▶ **WORK ORDER**
Write the data below out again in full, exactly as shown.

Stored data

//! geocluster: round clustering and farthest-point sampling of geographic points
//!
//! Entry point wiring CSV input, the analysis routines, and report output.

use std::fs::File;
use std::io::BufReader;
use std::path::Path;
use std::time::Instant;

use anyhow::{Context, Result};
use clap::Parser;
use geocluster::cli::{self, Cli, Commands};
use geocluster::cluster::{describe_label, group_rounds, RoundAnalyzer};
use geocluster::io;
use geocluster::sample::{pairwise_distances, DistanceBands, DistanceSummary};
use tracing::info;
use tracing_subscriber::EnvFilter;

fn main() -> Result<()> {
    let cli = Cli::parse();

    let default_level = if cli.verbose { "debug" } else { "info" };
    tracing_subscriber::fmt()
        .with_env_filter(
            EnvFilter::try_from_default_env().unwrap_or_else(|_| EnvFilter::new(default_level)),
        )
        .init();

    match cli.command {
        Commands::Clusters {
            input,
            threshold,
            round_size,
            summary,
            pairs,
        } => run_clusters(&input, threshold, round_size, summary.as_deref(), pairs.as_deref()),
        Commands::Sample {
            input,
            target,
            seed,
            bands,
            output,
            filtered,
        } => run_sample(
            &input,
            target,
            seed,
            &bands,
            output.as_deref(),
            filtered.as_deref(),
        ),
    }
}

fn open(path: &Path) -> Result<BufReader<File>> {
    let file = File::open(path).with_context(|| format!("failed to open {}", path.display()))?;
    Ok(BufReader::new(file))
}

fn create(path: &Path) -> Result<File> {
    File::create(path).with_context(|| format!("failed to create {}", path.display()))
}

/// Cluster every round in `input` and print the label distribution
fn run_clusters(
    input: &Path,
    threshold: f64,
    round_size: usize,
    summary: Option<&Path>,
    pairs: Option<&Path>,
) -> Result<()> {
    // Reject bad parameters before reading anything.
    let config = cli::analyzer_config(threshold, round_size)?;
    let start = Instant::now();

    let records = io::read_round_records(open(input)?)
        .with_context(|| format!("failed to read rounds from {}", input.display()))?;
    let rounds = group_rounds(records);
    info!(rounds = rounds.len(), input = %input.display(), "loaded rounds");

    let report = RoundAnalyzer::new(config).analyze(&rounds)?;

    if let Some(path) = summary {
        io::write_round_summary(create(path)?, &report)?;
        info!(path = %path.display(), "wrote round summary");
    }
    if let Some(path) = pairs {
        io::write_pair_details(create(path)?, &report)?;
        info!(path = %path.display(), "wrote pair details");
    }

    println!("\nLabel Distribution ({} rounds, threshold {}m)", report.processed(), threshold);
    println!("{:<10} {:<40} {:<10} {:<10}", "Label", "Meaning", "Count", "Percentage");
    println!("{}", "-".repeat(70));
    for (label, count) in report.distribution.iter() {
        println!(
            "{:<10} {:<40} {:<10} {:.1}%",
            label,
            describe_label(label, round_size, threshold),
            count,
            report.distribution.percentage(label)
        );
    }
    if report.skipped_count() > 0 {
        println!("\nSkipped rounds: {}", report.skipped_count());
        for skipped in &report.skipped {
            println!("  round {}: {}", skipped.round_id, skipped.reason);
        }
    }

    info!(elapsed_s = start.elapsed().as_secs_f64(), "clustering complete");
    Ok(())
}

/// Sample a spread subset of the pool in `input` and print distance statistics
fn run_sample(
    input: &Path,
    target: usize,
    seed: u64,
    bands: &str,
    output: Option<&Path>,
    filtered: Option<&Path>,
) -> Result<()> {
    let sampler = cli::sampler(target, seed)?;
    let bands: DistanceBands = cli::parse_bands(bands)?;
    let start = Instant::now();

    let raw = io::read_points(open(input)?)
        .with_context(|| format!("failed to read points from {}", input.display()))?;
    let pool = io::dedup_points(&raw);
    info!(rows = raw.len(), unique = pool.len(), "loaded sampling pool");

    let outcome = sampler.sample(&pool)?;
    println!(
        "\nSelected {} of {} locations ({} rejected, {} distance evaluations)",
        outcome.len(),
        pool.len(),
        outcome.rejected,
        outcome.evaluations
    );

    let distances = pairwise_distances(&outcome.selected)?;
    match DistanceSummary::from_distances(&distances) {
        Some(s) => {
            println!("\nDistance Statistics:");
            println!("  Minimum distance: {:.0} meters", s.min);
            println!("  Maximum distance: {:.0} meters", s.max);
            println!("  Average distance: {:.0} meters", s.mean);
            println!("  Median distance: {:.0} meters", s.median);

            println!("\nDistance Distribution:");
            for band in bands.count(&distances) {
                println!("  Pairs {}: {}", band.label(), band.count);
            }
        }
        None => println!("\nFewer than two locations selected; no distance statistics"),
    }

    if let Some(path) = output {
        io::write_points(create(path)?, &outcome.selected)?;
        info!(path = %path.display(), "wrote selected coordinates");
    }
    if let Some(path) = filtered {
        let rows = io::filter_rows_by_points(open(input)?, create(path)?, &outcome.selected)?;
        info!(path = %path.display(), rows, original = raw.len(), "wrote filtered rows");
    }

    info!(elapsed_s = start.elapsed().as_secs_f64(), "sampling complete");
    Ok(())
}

▶ **OUTPUT FOR THIS TASK**
//! geocluster: round clustering and farthest-point sampling of geographic points
//!
//! Entry point wiring CSV input, the analysis routines, and report output.

use std::fs::File;
use std::io::BufReader;
use std::path::Path;
use std::time::Instant;

use anyhow::{Context, Result};
use clap::Parser;
use geocluster::cli::{self, Cli, Commands};
use geocluster::cluster::{describe_label, group_rounds, RoundAnalyzer};
use geocluster::io;
use geocluster::sample::{pairwise_distances, DistanceBands, DistanceSummary};
use tracing::info;
use tracing_subscriber::EnvFilter;

fn main() -> Result<()> {
    let cli = Cli::parse();

    let default_level = if cli.verbose { "debug" } else { "info" };
    tracing_subscriber::fmt()
        .with_env_filter(
            EnvFilter::try_from_default_env().unwrap_or_else(|_| EnvFilter::new(default_level)),
        )
        .init();

    match cli.command {
        Commands::Clusters {
            input,
            threshold,
            round_size,
            summary,
            pairs,
        } => run_clusters(&input, threshold, round_size, summary.as_deref(), pairs.as_deref()),
        Commands::Sample {
            input,
            target,
            seed,
            bands,
            output,
            filtered,
        } => run_sample(
            &input,
            target,
            seed,
            &bands,
            output.as_deref(),
            filtered.as_deref(),
        ),
    }
}

fn open(path: &Path) -> Result<BufReader<File>> {
    let file = File::open(path).with_context(|| format!("failed to open {}", path.display()))?;
    Ok(BufReader::new(file))
}

fn create(path: &Path) -> Result<File> {
    File::create(path).with_context(|| format!("failed to create {}", path.display()))
}

/// Cluster every round in `input` and print the label distribution
fn run_clusters(
    input: &Path,
    threshold: f64,
    round_size: usize,
    summary: Option<&Path>,
    pairs: Option<&Path>,
) -> Result<()> {
    // Reject bad parameters before reading anything.
    let config = cli::analyzer_config(threshold, round_size)?;
    let start = Instant::now();

    let records = io::read_round_records(open(input)?)
        .with_context(|| format!("failed to read rounds from {}", input.display()))?;
    let rounds = group_rounds(records);
    info!(rounds = rounds.len(), input = %input.display(), "loaded rounds");

    let report = RoundAnalyzer::new(config).analyze(&rounds)?;

    if let Some(path) = summary {
        io::write_round_summary(create(path)?, &report)?;
        info!(path = %path.display(), "wrote round summary");
    }
    if let Some(path) = pairs {
        io::write_pair_details(create(path)?, &report)?;
        info!(path = %path.display(), "wrote pair details");
    }

    println!("\nLabel Distribution ({} rounds, threshold {}m)", report.processed(), threshold);
    println!("{:<10} {:<40} {:<10} {:<10}", "Label", "Meaning", "Count", "Percentage");
    println!("{}", "-".repeat(70));
    for (label, count) in report.distribution.iter() {
        println!(
            "{:<10} {:<40} {:<10} {:.1}%",
            label,
            describe_label(label, round_size, threshold),
            count,
            report.distribution.percentage(label)
        );
    }
    if report.skipped_count() > 0 {
        println!("\nSkipped rounds: {}", report.skipped_count());
        for skipped in &report.skipped {
            println!("  round {}: {}", skipped.round_id, skipped.reason);
        }
    }

    info!(elapsed_s = start.elapsed().as_secs_f64(), "clustering complete");
    Ok(())
}

/// Sample a spread subset of the pool in `input` and print distance statistics
fn run_sample(
    input: &Path,
    target: usize,
    seed: u64,
    bands: &str,
    output: Option<&Path>,
    filtered: Option<&Path>,
) -> Result<()> {
    let sampler = cli::sampler(target, seed)?;
    let bands: DistanceBands = cli::parse_bands(bands)?;
    let start = Instant::now();

    let raw = io::read_points(open(input)?)
        .with_context(|| format!("failed to read points from {}", input.display()))?;
    let pool = io::dedup_points(&raw);
    info!(rows = raw.len(), unique = pool.len(), "loaded sampling pool");

    let outcome = sampler.sample(&pool)?;
    println!(
        "\nSelected {} of {} locations ({} rejected, {} distance evaluations)",
        outcome.len(),
        pool.len(),
        outcome.rejected,
        outcome.evaluations
    );

    let distances = pairwise_distances(&outcome.selected)?;
    match DistanceSummary::from_distances(&distances) {
        Some(s) => {
            println!("\nDistance Statistics:");
            println!("  Minimum distance: {:.0} meters", s.min);
            println!("  Maximum distance: {:.0} meters", s.max);
            println!("  Average distance: {:.0} meters", s.mean);
            println!("  Median distance: {:.0} meters", s.median);

            println!("\nDistance Distribution:");
            for band in bands.count(&distances) {
                println!("  Pairs {}: {}", band.label(), band.count);
            }
        }
        None => println!("\nFewer than two locations selected; no distance statistics"),
    }

    if let Some(path) = output {
        io::write_points(create(path)?, &outcome.selected)?;
        info!(path = %path.display(), "wrote selected coordinates");
    }
    if let Some(path) = filtered {
        let rows = io::filter_rows_by_points(open(input)?, create(path)?, &outcome.selected)?;
        info!(path = %path.display(), rows, original = raw.len(), "wrote filtered rows");
    }

    info!(elapsed_s = start.elapsed().as_secs_f64(), "sampling complete");
    Ok(())
}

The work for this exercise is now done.